== Instructions to follow ==
Each line in the records that mentions the word "LastActivityAt" needs to be listed.

Start of Records for the task

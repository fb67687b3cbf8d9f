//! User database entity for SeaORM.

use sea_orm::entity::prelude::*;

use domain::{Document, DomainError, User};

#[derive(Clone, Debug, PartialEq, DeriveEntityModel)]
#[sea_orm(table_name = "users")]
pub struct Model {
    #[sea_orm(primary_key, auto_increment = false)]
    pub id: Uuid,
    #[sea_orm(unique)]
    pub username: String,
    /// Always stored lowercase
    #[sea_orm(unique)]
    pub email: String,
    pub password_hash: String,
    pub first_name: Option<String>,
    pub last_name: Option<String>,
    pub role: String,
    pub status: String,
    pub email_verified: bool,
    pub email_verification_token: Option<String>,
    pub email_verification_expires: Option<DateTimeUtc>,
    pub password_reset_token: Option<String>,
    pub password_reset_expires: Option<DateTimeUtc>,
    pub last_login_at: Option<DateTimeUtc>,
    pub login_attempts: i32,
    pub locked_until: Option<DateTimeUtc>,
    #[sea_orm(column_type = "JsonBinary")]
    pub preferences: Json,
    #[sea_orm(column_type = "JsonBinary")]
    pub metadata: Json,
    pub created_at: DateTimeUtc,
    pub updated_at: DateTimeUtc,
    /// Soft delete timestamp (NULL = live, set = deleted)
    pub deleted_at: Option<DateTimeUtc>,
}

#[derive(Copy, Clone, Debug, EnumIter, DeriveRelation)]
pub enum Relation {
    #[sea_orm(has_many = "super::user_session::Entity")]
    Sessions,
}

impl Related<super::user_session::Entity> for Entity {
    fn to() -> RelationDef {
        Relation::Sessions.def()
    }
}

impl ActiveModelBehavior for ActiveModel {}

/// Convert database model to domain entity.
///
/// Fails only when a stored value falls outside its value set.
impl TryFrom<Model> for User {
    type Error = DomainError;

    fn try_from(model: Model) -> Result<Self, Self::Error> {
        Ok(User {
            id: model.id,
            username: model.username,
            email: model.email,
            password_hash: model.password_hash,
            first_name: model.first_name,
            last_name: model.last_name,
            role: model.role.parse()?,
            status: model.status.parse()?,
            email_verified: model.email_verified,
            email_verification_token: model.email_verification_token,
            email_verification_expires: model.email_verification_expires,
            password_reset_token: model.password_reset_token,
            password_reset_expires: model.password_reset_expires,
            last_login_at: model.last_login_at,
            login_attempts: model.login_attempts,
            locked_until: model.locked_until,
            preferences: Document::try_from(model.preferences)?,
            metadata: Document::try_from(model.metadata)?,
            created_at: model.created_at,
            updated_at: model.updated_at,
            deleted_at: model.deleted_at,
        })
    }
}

End of Records for the task
Start of Records for the task

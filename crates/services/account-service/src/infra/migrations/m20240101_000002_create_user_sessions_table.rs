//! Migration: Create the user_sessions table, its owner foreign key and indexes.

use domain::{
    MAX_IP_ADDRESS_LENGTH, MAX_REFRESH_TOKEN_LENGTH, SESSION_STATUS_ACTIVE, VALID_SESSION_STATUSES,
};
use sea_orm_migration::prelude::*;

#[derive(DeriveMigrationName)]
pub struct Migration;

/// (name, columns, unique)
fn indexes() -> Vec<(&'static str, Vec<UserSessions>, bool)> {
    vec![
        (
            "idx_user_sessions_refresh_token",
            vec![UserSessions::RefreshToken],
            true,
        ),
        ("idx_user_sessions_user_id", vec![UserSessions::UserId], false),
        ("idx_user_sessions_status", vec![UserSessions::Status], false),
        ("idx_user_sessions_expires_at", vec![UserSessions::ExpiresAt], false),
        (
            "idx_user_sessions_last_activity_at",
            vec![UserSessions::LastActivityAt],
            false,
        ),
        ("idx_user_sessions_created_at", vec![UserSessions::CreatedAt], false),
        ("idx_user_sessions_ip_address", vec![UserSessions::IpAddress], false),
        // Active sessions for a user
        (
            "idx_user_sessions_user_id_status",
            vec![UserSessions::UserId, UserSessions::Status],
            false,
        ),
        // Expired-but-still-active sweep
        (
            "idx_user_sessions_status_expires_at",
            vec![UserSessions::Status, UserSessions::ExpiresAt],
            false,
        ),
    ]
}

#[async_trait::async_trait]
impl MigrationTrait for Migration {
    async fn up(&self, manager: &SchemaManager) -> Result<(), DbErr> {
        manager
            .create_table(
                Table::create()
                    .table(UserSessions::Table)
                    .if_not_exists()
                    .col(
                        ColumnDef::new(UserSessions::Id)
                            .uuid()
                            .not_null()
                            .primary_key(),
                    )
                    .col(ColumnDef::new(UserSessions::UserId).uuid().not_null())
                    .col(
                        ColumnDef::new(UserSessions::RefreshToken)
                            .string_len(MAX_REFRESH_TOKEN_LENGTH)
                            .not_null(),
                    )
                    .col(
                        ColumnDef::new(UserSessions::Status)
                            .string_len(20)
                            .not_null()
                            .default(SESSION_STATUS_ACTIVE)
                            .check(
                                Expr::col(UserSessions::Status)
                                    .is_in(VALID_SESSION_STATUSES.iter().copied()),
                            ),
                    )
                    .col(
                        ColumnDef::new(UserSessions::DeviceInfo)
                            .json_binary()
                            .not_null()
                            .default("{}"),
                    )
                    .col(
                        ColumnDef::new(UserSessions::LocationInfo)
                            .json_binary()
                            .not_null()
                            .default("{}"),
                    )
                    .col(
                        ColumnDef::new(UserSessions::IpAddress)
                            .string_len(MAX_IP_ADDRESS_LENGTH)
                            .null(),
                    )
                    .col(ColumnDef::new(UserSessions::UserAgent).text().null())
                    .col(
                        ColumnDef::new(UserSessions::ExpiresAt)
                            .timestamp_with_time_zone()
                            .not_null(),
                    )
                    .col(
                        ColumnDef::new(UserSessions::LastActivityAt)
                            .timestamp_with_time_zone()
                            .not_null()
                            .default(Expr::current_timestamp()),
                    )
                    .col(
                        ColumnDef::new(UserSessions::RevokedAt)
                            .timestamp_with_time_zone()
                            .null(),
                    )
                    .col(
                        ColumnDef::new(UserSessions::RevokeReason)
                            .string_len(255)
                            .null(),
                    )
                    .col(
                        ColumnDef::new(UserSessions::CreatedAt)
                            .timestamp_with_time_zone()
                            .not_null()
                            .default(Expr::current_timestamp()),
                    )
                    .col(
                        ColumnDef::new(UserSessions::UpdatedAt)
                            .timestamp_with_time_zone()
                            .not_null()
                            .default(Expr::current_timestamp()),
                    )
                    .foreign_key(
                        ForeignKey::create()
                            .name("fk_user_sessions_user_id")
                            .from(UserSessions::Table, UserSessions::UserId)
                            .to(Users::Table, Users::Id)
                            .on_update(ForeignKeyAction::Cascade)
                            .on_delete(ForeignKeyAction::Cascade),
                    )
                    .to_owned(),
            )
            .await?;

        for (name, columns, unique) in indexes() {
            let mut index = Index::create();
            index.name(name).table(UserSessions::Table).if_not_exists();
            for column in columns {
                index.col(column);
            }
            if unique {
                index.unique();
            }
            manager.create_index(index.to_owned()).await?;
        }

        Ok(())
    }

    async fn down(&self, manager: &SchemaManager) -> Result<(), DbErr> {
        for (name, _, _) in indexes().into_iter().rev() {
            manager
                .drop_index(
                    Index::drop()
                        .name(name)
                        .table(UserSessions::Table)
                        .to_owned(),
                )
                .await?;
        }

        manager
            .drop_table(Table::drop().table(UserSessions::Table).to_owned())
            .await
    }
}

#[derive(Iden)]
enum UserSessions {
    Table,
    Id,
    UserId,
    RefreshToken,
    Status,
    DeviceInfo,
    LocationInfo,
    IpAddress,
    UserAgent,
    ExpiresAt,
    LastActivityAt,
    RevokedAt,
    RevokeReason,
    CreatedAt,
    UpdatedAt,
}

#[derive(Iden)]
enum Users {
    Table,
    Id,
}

End of Records for the task

== Exercise output ==
            vec![UserSessions::LastActivityAt],
                        ColumnDef::new(UserSessions::LastActivityAt)
    LastActivityAt,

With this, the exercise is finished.